- _AIM OF THE EXERCISE_: Copy the listing out exactly as shown.

- _DATA FOR THIS EXERCISE_:
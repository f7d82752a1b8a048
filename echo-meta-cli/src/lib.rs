//! Command line front end for the Greeter echo service.
//!
//! Every subcommand starts the server and a client in the same process, performs one kind of
//! call and prints the replies along with the header and trailer metadata.

#[macro_use]
mod command;
mod call;
pub mod context;
pub mod model;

- _WORKED SOLUTION_:
repository f7d82752a1b8a048
filename echo-meta-cli/src/lib.rs
//! Command line front end for the Greeter echo service.
//!
//! Every subcommand starts the server and a client in the same process, performs one kind of
//! call and prints the replies along with the header and trailer metadata.

#[macro_use]
mod command;
mod call;
pub mod context;
pub mod model;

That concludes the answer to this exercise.